# 'Impressive Bravado' - Vet vs Charlatan



## K. A. Jordan (Aug 5, 2010)

Horse mystery featuring Dr. Kate McCarty

Readers say:

'Impressive Bravado' includes wonderfully lively, up-to-date pars like:

***
"I'm an equine veterinarian, you charlatan pet physic." I shook her again. "If that horse dies, I will run every test known to science to find out why. I'll make sure everyone knows that you did it!" Let her chew on that -- social networking would put her out of business faster than you could say 'face book.'

***

Impressive Bravado - UK

Dr. Katie McCarty DVM, is called in to assess the 'mutilation' of a horse. She finds a crazy woman who calls herself a 'Horse Whisperer' running a barn full of teen-aged girls and young stallions. This is a recipe for disaster - luckily Dr. McCarty's there when it strikes.

'Impressive Bravado' Kindle profile page.

_We pulled into the drive of an old wooden barn with a bigger, metal-sided barn behind it. There were a number of small pens and a fenced arena for exercising horses. Not a large operation as horse farms go; I guessed less than 12 head of horses. The fancy truck with dual rear wheels and the big six-horse trailer told me they specialized in show horses.

It was an older rig in good condition, so this farm was doing okay. The horse business is hog-tied to the economy. When the economy sneezes, the horse industry catches pneumonia. Boarding barns can spiral down quickly. When that happens, insurance fraud can be tempting. It only takes a match in a bale of hay to burn down a barn.

We parked by the big red barn where a lean dark-haired woman waited at the door. Deputy Shallamon identified her as Margery Hopkins, the barn owner.

When he introduced me as Dr. McCarty, her guarded expression thawed but before she could say a word, she was pushed aside.

"Oh, thank the goddess!" A woman, dressed in a blue caftan, fluttered towards me. "I'm the horse whisperer, Aquitania."

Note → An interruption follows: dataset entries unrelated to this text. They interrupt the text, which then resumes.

impl SubmissionResult {
    pub fn classify(kind: FormKind, response: HttpResponse, submitted_identifier: Option<&str>) -> Self {
        if response.is_success() {
            return Self::Success(response.body);
        }
        if kind.detects_conflicts() && response.status == 409 {
            return Self::Conflict(submitted_identifier.unwrap_or_default().to_owned());
        }
        let retryable = response.is_server_error();
        Self::ServerError(ServerError {
            status: response.status,
            status_text: response.status_text,
            body: response.body,
            retryable,
        })
    }

    pub fn to_error(&self) -> Option<ClientError> {
        match self {
            Self::Success(_) => None,
            Self::Conflict(identifier) => Some(ClientError::Conflict {
                identifier: identifier.clone(),
            }),
            Self::ServerError(error) if error.retryable => Some(ClientError::TransientServer {
                status: error.status,
                status_text: error.status_text.clone(),
                body: error.body.clone(),
            }),
            Self::ServerError(error) => Some(ClientError::GenericRequest {
                status: error.status,
                status_text: error.status_text.clone(),
                body: error.body.clone(),
            }),
        }
    }
}

/// A validated, transformed submission ready to be sent.
#[derive(Clone, Debug, PartialEq, Eq)]
pub struct PreparedSubmission {
    pub request: PostRequest,
    pub submitted_identifier: Option<String>,
}

/// Per-form controller. Owns the form's validator, wait modal state and the
/// cached geoposition.
pub struct SubmitController<F, M, T, P> {
    kind: FormKind,
    config: Rc<ClientConfig>,
    form: F,
    modal_view: M,
    transport: T,
    page: P,
    validator: RefCell<Validator>,
    modal: RefCell<WaitModal>,
    geoposition: Cell<Option<GeoReading>>,
    in_flight: Cell<bool>,
}
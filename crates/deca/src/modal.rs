//! Wait modal: the overlay shown while one submission is in flight.
//!
//! ```text
//! reset ──show()──▶ pending ──success()──▶ success
//!                      │
//!                      └──error()──▶ error | error-retryable | error-conflict
//! ```
//! `reset()` is valid from every state and is what `show()` starts with.

use crate::http::encode_uri_component;

#[derive(Clone, Copy, Debug, PartialEq, Eq)]
pub enum ModalState {
    Idle,
    Pending,
    Success,
    Error,
    ErrorRetryable,
    ErrorConflict,
}

impl ModalState {
    pub fn is_error(&self) -> bool {
        matches!(self, Self::Error | Self::ErrorRetryable | Self::ErrorConflict)
    }

    pub fn is_resolved(&self) -> bool {
        self.is_error() || *self == Self::Success
    }
}

/// What the success pane offers the user.
#[derive(Clone, Debug, PartialEq, Eq)]
pub enum SuccessOutcome {
    /// "Done" control navigates to `target`.
    Done { target: String },
    /// The top window is being sent to the payment page.
    Redirect { url: String },
    /// Demo server: payment skipped, show a notice instead of redirecting.
    Demo,
}

/// Which payment instructions the self-serve join modal shows.
#[derive(Clone, Copy, Debug, PartialEq, Eq)]
pub enum PaymentNotice {
    Paypal,
    Cheque,
}

impl PaymentNotice {
    pub fn from_method(method: &str) -> Self {
        if method == "cheque" { Self::Cheque } else { Self::Paypal }
    }
}

#[derive(Clone, Debug, PartialEq)]
pub struct WaitModal {
    state: ModalState,
    visible: bool,
    message: String,
    renew_href: String,
    original_renew_href: Option<String>,
    outcome: Option<SuccessOutcome>,
    payment: Option<PaymentNotice>,
    top_offset_px: Option<f64>,
}

impl WaitModal {
    /// `renew_href` is the initial target of the "go to renew" link shown on
    /// conflicts.
    pub fn new(renew_href: impl Into<String>) -> Self {
        Self {
            state: ModalState::Idle,
            visible: false,
            message: String::new(),
            renew_href: renew_href.into(),
            original_renew_href: None,
            outcome: None,
            payment: None,
            top_offset_px: None,
        }
    }

    pub fn show(&mut self) {
        self.reset();
        self.state = ModalState::Pending;
        self.visible = true;
    }

    pub fn success(&mut self, outcome: SuccessOutcome) {
        self.state = ModalState::Success;
        self.outcome = Some(outcome);
    }

    pub fn error(&mut self, status_text: &str, body: &str, retryable: bool, conflict_value: Option<&str>) {
        if let Some(conflict_value) = conflict_value {
            let original = self.original_renew_href.get_or_insert_with(|| self.renew_href.clone());
            self.renew_href = format!("{original}#{}", encode_uri_component(conflict_value));
            self.state = ModalState::ErrorConflict;
            return;
        }
        self.message = format!("{status_text}: {body}");
        self.state = if retryable {
            ModalState::ErrorRetryable
        } else {
            ModalState::Error
        };
    }

    /// Clear success/error/conflict output and restore the renew link.
    /// Visibility, payment notice and position are left alone.
    pub fn reset(&mut self) {
        self.state = ModalState::Idle;
        self.message.clear();
        self.outcome = None;
        if let Some(original) = self.original_renew_href.take() {
            self.renew_href = original;
        }
    }

    pub fn hide(&mut self) {
        self.visible = false;
    }

    pub fn set_payment_notice(&mut self, payment: PaymentNotice) {
        self.payment = Some(payment);
    }

    /// Vertical position inside a host frame; negative values clamp to 0.
    pub fn set_top_offset(&mut self, px: f64) {
        self.top_offset_px = Some(if px > 0.0 { px } else { 0.0 });
    }

    pub fn state(&self) -> ModalState {
        self.state
    }

    pub fn is_visible(&self) -> bool {
        self.visible
    }

    pub fn is_pending(&self) -> bool {
        self.state == ModalState::Pending
    }

    pub fn retry_visible(&self) -> bool {
        self.state == ModalState::ErrorRetryable
    }

    pub fn conflict_visible(&self) -> bool {
        self.state == ModalState::ErrorConflict
    }

    pub fn message(&self) -> &str {
        &self.message
    }

    pub fn renew_href(&self) -> &str {
        &self.renew_href
    }

    pub fn outcome(&self) -> Option<&SuccessOutcome> {
        self.outcome.as_ref()
    }

    pub fn payment_notice(&self) -> Option<PaymentNotice> {
        self.payment
    }

    /// CSS `top` value, e.g. `"120px"`.
    pub fn top_offset_css(&self) -> Option<String> {
        self.top_offset_px.map(|px| format!("{px}px"))
    }
}

/// Renders a [`WaitModal`] into its overlay element.
pub trait ModalView {
    /// Initial href of the conflict "renew" link.
    fn renew_href(&self) -> String;

    fn render(&self, modal: &WaitModal);
}
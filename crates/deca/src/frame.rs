//! Cross-frame messaging for self-serve forms embedded in another site.
//!
//! Inside an iframe the wait modal would open at the top of the frame, which
//! may be scrolled out of view on the host page. Before submitting we ask the
//! parent where the visible top is, move the modal there, then submit.

use std::cell::RefCell;
use std::collections::BTreeMap;

use deca_protocol::{FrameRequest, FrameResponse, GET_TOP_RESPONSE};
use serde::{Deserialize, Serialize};

/// How long a request to the parent may stay unanswered.
#[derive(Clone, Copy, Debug, Default, PartialEq, Eq, Serialize, Deserialize)]
#[serde(rename_all = "snake_case")]
pub enum FrameTimeout {
    /// Wait forever; a silent parent leaves the submission pending.
    #[default]
    Never,
    AfterMs(u64),
}

/// Host-page messaging bridge (iframe-resizer's `window.parentIFrame`).
pub trait FrameBridge {
    fn is_available(&self) -> bool;

    fn send_message(&self, payload: &str);
}

#[derive(Clone, Copy, Debug, PartialEq)]
struct PendingRequest {
    sent_at_ms: u64,
}

/// Outstanding requests keyed by `responseID`.
#[derive(Debug, Default)]
pub struct FrameMessenger {
    pending: BTreeMap<String, PendingRequest>,
    timeout: FrameTimeout,
}

impl FrameMessenger {
    pub fn new(timeout: FrameTimeout) -> Self {
        Self {
            pending: BTreeMap::new(),
            timeout,
        }
    }

    /// Register a `get-top` request and return the JSON to post to the parent.
    pub fn request_top(&mut self, response_id: &str, now_ms: u64) -> String {
        self.pending
            .insert(response_id.to_owned(), PendingRequest { sent_at_ms: now_ms });
        // Serializing two strings can't fail.
        serde_json::to_string(&FrameRequest::get_top(response_id)).unwrap_or_default()
    }

    pub fn is_pending(&self, response_id: &str) -> bool {
        self.pending.contains_key(response_id)
    }

    /// Parse an inbound `message` payload. Returns the resolved request id and
    /// the parent's top offset; anything unparseable, unsolicited or for
    /// another flow yields `None`.
    pub fn handle_message(&mut self, raw: &str) -> Option<(String, f64)> {
        let response: FrameResponse = match serde_json::from_str(raw) {
            Ok(response) => response,
            Err(_) => {
                log::trace!("ignoring non-JSON window message");
                return None;
            }
        };
        let response_id = response.response_id?;
        if response.message.as_deref() != Some(GET_TOP_RESPONSE) {
            return None;
        }
        if self.pending.remove(&response_id).is_none() {
            log::debug!("ignoring frame response for `{response_id}` without a pending request");
            return None;
        }
        Some((response_id, response.value.unwrap_or_default()))
    }

    /// Drop requests older than the timeout, returning their ids.
    pub fn expire(&mut self, now_ms: u64) -> Vec<String> {
        let FrameTimeout::AfterMs(limit) = self.timeout else {
            return Vec::new();
        };
        let expired: Vec<String> = self
            .pending
            .iter()
            .filter(|(_, request)| now_ms.saturating_sub(request.sent_at_ms) >= limit)
            .map(|(id, _)| id.clone())
            .collect();
        for id in &expired {
            self.pending.remove(id);
        }
        expired
    }
}

/// What the submit button handler should do next.
#[derive(Clone, Copy, Debug, PartialEq, Eq)]
pub enum FlowStep {
    SubmitNow,
    AwaitParent,
}

/// One self-serve form's side of the protocol.
pub struct SelfServeFlow<B> {
    flow_id: String,
    framed: bool,
    bridge: B,
    messenger: RefCell<FrameMessenger>,
}

impl<B: FrameBridge> SelfServeFlow<B> {
    pub fn new(flow_id: impl Into<String>, framed: bool, bridge: B, timeout: FrameTimeout) -> Self {
        Self {
            flow_id: flow_id.into(),
            framed,
            bridge,
            messenger: RefCell::new(FrameMessenger::new(timeout)),
        }
    }

    pub fn flow_id(&self) -> &str {
        &self.flow_id
    }

    pub fn on_submit_click(&self, now_ms: u64) -> FlowStep {
        if !self.framed || !self.bridge.is_available() {
            return FlowStep::SubmitNow;
        }
        let payload = self.messenger.borrow_mut().request_top(&self.flow_id, now_ms);
        self.bridge.send_message(&payload);
        FlowStep::AwaitParent
    }

    /// Top offset (clamped to ≥ 0) when `raw` answers this flow's request.
    pub fn on_message(&self, raw: &str) -> Option<f64> {
        let (response_id, top) = self.messenger.borrow_mut().handle_message(raw)?;
        debug_assert_eq!(response_id, self.flow_id);
        Some(top.max(0.0))
    }

    /// `true` when the outstanding request just timed out and the caller
    /// should submit without repositioning.
    pub fn on_tick(&self, now_ms: u64) -> bool {
        let expired = self.messenger.borrow_mut().expire(now_ms);
        if expired.is_empty() {
            return false;
        }
        log::warn!("parent frame did not answer `{}`; submitting anyway", self.flow_id);
        true
    }
}

#[cfg(test)]
mod tests {
    use std::cell::{Cell, RefCell};

    use super::*;

    #[derive(Default)]
    struct FakeBridge {
        available: Cell<bool>,
        sent: RefCell<Vec<String>>,
    }

    impl FrameBridge for &FakeBridge {
        fn is_available(&self) -> bool {
            self.available.get()
        }

        fn send_message(&self, payload: &str) {
            self.sent.borrow_mut().push(payload.to_owned());
        }
    }

    fn bridge() -> FakeBridge {
        let bridge = FakeBridge::default();
        bridge.available.set(true);
        bridge
    }

    #[test]
    fn not_framed_submits_immediately() {
        let bridge = bridge();
        let flow = SelfServeFlow::new("self-serve-join", false, &bridge, FrameTimeout::Never);
        assert_eq!(flow.on_submit_click(0), FlowStep::SubmitNow);
        assert!(bridge.sent.borrow().is_empty());
    }

    #[test]
    fn missing_bridge_submits_immediately() {
        let bridge = FakeBridge::default();
        let flow = SelfServeFlow::new("self-serve-join", true, &bridge, FrameTimeout::Never);
        assert_eq!(flow.on_submit_click(0), FlowStep::SubmitNow);
    }

    #[test]
    fn framed_flow_asks_parent_for_top() {
        let bridge = bridge();
        let flow = SelfServeFlow::new("self-serve-join", true, &bridge, FrameTimeout::Never);
        assert_eq!(flow.on_submit_click(0), FlowStep::AwaitParent);
        assert_eq!(
            bridge.sent.borrow()[0],
            r#"{"action":"get-top","responseID":"self-serve-join"}"#
        );
    }

    #[test]
    fn negative_top_clamps_to_zero() {
        let bridge = bridge();
        let flow = SelfServeFlow::new("self-serve-join", true, &bridge, FrameTimeout::Never);
        flow.on_submit_click(0);
        let top = flow.on_message(r#"{"responseID":"self-serve-join","message":"get-top-response","value":-50}"#);
        assert_eq!(top, Some(0.0));
    }

    #[test]
    fn positive_top_is_kept() {
        let bridge = bridge();
        let flow = SelfServeFlow::new("self-serve-join", true, &bridge, FrameTimeout::Never);
        flow.on_submit_click(0);
        let top = flow.on_message(r#"{"responseID":"self-serve-join","message":"get-top-response","value":120}"#);
        assert_eq!(top, Some(120.0));
    }

    #[test]
    fn foreign_and_malformed_messages_are_ignored() {
        let bridge = bridge();
        let flow = SelfServeFlow::new("self-serve-join", true, &bridge, FrameTimeout::Never);
        flow.on_submit_click(0);
        assert_eq!(flow.on_message("not json"), None);
        assert_eq!(flow.on_message(r#"[iFrameSizer]message"#), None);
        assert_eq!(
            flow.on_message(r#"{"responseID":"self-serve-volunteer","message":"get-top-response","value":5}"#),
            None
        );
        assert_eq!(flow.on_message(r#"{"responseID":"self-serve-join","message":"other","value":5}"#), None);
        // Still pending: the real answer is accepted.
        assert_eq!(
            flow.on_message(r#"{"responseID":"self-serve-join","message":"get-top-response","value":5}"#),
            Some(5.0)
        );
        // A duplicate answer has nothing left to resolve.
        assert_eq!(
            flow.on_message(r#"{"responseID":"self-serve-join","message":"get-top-response","value":5}"#),
            None
        );
    }

    #[test]
    fn default_policy_waits_forever() {
        let bridge = bridge();
        let flow = SelfServeFlow::new("self-serve-join", true, &bridge, FrameTimeout::Never);
        flow.on_submit_click(0);
        assert!(!flow.on_tick(u64::MAX));
    }

    #[test]
    fn bounded_policy_expires_request() {
        let bridge = bridge();
        let flow = SelfServeFlow::new("self-serve-join", true, &bridge, FrameTimeout::AfterMs(3000));
        flow.on_submit_click(1000);
        assert!(!flow.on_tick(3999));
        assert!(flow.on_tick(4000));
        assert!(!flow.on_tick(9000));
        assert_eq!(
            flow.on_message(r#"{"responseID":"self-serve-join","message":"get-top-response","value":5}"#),
            None
        );
    }
}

The name was as fake as her eyelashes. In a voice reminiscent of a German Lady Macbeth she made another dramatic pronouncement. "Someone tried to kill Bravado -- he's been cruelly mutilated."

I glanced at Shallamon. His eyes skated by mine to scan the barnyard. I caught the flash of amusement before he put on his poker face.

Great, he was going to make me handle this...horse whisperer.
_
http://www.amazon.co.uk/Impressive-Bravado-ebook/dp/B0053HA1LI

I loved this little story. In only 7 k words, the author has managed to tell a wonderfully satisfying, complete story with complex, engaging characters.

Dr. Katie McCarty is a newly-minted veterinarian. Early one morning she gets a call from a handsome Deputy to look at a colt that has been raised for expensive breeding stock. Someone has snuck into the stables and gelded this magnificent specimen of Show Horse.

Aside from losing his manhood, the colt will be all right. It is the `horse whisperer' the stables maintain who worries Katie.

Just who and why someone would neuter the colt from the long line of `Impressive' breeding stock is the mystery that Katie and the Deputy must solve...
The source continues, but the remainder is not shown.